[Stored items]
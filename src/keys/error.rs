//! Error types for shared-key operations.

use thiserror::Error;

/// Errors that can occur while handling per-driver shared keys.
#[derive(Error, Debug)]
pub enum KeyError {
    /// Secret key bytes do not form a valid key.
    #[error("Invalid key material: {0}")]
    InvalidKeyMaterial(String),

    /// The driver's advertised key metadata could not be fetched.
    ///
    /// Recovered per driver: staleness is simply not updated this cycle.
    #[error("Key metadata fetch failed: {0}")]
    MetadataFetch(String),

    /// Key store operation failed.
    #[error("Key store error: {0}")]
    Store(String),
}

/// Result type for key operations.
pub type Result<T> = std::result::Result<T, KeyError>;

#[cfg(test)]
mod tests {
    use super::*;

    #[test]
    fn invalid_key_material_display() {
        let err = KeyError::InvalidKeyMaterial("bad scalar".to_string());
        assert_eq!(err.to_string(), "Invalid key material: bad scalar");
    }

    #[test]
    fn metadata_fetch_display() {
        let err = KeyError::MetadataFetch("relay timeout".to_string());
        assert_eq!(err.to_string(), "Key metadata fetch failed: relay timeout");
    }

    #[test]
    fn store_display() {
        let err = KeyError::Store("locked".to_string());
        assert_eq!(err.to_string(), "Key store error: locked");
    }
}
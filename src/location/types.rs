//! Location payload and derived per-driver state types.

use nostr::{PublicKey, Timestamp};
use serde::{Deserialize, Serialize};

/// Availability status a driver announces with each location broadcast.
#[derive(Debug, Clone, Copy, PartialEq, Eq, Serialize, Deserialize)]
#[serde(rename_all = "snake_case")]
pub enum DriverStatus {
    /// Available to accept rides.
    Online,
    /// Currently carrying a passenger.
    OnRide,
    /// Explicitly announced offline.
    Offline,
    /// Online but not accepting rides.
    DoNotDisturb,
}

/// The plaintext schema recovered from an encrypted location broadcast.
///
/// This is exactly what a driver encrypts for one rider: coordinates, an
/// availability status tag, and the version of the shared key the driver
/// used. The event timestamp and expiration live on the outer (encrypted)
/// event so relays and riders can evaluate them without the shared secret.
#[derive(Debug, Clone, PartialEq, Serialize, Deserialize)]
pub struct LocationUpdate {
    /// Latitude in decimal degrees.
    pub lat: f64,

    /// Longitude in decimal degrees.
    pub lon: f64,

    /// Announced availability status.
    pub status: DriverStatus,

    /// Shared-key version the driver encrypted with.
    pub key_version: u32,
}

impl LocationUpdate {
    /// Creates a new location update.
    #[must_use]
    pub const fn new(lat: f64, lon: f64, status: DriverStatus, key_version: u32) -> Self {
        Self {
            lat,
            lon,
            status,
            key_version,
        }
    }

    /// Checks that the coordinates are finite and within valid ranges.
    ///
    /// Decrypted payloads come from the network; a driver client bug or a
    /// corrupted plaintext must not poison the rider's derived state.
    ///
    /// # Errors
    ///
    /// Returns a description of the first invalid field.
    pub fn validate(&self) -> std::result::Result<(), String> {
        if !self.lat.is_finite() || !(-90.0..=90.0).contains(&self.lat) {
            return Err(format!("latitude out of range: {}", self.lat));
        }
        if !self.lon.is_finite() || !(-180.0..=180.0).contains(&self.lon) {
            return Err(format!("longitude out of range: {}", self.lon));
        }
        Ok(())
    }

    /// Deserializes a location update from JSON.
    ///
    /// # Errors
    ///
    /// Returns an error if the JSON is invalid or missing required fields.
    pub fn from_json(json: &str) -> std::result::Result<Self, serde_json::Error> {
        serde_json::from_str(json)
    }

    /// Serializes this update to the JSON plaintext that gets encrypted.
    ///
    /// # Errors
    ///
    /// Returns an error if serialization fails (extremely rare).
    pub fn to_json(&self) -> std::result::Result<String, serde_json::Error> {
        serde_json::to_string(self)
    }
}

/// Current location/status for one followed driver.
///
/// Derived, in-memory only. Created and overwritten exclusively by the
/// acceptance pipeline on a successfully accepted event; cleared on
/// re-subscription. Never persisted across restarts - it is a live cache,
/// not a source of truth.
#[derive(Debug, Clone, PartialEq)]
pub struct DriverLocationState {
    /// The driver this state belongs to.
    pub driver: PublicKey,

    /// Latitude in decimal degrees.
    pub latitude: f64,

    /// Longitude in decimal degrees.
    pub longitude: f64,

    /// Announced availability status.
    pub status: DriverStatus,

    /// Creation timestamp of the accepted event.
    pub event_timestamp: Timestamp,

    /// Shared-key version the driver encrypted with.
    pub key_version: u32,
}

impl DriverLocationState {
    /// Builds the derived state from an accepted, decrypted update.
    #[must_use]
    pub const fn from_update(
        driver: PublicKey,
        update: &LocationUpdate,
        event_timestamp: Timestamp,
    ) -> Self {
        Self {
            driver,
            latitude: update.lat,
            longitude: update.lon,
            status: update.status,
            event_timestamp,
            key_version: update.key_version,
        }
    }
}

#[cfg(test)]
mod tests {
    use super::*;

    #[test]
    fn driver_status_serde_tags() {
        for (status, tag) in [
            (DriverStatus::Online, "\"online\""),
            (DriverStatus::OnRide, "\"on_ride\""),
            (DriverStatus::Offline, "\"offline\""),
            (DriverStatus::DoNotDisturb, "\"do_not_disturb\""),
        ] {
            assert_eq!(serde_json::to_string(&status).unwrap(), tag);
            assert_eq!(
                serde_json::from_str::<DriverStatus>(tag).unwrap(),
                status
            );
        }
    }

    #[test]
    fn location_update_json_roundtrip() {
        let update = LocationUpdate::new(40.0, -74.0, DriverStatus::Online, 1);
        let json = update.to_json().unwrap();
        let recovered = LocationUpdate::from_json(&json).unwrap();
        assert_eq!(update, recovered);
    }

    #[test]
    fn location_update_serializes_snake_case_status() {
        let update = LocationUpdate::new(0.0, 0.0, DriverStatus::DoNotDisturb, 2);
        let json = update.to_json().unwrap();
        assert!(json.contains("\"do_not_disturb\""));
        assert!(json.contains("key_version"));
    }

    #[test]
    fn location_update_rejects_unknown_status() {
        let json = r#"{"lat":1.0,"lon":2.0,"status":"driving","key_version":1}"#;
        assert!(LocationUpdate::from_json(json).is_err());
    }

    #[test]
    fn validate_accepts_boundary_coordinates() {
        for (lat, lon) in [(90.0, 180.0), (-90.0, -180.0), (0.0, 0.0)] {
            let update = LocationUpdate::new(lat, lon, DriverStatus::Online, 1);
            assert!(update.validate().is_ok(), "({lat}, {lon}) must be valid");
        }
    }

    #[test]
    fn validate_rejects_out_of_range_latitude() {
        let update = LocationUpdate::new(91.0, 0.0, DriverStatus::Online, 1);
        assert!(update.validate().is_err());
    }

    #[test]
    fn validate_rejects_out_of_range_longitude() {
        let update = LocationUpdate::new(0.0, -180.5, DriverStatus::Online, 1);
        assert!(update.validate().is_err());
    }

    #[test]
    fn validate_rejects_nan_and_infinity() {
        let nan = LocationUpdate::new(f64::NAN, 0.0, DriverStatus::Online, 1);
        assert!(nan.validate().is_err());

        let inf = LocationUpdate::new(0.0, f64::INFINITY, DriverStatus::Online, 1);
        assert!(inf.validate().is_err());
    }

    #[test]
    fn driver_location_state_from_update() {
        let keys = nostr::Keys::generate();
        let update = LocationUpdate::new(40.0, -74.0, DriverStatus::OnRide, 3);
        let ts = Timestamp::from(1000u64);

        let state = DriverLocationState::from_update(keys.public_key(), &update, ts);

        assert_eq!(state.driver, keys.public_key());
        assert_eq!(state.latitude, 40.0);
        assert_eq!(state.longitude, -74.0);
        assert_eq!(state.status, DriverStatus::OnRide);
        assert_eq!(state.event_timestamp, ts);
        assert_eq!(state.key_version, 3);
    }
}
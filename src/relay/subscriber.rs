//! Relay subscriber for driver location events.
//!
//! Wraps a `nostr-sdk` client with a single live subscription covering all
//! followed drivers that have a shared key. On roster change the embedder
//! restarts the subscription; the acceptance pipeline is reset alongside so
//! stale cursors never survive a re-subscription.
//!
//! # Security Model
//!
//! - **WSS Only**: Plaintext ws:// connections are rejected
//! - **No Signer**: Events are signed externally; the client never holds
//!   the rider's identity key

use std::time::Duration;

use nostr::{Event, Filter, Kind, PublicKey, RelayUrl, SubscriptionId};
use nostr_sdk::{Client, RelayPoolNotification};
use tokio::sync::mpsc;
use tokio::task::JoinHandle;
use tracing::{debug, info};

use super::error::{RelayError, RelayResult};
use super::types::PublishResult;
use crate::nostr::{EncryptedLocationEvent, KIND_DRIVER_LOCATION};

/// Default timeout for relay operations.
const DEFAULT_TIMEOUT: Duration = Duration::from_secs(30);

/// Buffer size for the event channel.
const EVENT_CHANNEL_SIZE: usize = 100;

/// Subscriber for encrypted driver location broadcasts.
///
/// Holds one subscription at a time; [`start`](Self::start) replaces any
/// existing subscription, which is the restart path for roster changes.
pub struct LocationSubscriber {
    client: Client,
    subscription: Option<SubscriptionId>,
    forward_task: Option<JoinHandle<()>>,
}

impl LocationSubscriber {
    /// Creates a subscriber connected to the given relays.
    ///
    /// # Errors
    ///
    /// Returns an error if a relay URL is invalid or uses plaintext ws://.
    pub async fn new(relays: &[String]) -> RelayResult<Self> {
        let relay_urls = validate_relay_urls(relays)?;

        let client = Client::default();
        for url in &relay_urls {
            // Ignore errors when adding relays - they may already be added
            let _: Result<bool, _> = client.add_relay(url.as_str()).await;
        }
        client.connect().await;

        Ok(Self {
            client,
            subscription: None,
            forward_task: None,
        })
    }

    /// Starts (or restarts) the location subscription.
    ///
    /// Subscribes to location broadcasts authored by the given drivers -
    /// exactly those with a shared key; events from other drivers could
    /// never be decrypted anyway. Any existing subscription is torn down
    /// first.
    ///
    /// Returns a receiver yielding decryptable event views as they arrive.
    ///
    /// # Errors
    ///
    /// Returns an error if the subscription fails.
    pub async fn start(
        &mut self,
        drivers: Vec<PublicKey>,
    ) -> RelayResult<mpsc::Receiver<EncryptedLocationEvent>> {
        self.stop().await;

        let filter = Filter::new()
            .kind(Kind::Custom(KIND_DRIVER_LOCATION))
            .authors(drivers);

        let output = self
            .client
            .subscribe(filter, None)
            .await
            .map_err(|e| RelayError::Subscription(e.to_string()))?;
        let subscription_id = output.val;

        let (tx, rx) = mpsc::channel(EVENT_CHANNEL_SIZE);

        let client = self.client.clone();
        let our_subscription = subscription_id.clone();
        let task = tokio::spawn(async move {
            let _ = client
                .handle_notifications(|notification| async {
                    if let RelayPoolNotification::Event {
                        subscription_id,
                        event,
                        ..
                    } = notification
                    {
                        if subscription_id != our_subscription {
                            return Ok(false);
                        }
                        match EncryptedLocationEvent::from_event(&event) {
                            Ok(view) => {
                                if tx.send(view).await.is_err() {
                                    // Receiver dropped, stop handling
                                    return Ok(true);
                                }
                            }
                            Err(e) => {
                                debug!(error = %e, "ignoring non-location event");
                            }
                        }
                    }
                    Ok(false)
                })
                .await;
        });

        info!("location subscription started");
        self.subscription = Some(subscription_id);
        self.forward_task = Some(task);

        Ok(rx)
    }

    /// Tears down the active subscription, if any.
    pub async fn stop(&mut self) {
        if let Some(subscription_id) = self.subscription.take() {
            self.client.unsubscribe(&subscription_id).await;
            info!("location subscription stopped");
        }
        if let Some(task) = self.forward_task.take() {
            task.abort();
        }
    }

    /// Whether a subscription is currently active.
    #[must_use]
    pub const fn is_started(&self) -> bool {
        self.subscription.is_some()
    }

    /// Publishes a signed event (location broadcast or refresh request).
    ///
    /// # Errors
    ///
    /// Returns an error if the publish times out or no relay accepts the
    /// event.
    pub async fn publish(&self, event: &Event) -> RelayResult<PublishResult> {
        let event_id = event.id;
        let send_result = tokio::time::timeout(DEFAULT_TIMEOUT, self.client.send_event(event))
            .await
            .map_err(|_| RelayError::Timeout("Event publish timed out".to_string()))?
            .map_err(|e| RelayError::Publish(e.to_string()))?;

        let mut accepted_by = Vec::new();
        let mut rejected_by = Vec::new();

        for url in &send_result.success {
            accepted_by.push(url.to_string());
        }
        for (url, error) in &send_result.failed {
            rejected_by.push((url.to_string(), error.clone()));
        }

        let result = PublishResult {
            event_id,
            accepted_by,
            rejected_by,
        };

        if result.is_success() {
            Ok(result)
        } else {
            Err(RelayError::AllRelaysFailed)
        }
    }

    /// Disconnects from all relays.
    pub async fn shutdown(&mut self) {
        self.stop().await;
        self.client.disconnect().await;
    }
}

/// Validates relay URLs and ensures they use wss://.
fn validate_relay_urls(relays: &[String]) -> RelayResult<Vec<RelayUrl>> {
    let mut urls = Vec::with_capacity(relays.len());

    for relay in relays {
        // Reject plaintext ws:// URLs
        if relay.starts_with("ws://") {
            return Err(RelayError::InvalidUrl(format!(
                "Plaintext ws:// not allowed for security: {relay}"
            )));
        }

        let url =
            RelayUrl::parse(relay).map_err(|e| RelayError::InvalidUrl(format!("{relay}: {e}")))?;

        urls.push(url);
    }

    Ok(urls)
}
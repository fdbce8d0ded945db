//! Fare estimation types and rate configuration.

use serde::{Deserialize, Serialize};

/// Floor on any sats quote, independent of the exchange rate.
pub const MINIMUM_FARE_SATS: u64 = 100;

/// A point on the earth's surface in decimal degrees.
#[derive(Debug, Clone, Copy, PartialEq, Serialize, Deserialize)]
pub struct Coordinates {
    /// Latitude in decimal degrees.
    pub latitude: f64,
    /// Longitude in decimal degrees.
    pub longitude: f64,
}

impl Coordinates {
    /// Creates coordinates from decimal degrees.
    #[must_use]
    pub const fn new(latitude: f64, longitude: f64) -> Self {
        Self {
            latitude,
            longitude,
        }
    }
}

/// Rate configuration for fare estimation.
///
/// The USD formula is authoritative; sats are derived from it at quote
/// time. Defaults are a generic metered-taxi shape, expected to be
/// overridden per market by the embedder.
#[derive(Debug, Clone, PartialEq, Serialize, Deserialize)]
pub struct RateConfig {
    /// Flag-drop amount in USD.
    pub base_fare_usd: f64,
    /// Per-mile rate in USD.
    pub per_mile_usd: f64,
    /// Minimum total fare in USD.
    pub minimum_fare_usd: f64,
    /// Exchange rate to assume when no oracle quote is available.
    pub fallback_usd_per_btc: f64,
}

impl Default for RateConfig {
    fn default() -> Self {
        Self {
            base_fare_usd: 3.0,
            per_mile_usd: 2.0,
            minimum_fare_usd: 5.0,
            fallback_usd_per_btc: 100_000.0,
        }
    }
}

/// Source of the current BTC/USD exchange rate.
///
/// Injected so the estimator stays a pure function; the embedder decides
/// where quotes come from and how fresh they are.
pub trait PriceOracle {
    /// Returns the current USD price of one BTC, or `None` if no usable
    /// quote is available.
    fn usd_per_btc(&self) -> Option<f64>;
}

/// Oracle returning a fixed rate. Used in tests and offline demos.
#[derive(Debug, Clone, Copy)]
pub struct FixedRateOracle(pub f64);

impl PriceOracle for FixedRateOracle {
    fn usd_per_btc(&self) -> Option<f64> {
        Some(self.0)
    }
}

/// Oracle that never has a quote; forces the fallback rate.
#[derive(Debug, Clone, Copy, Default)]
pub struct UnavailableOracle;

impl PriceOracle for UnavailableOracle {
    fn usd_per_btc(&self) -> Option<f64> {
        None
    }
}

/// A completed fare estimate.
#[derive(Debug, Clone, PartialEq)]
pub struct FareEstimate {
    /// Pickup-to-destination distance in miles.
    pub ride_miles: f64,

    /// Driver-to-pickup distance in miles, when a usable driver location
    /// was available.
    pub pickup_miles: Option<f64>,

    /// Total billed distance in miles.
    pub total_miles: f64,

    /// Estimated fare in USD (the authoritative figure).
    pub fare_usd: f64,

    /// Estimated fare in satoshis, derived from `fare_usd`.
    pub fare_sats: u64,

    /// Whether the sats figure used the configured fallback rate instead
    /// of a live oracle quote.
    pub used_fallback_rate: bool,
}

EXERCISE DETAILS: Copy, from the data above, every line where the word "push" appears.

TASK RESULT:
            accepted_by.push(url.to_string());
            rejected_by.push((url.to_string(), error.clone()));
        urls.push(url);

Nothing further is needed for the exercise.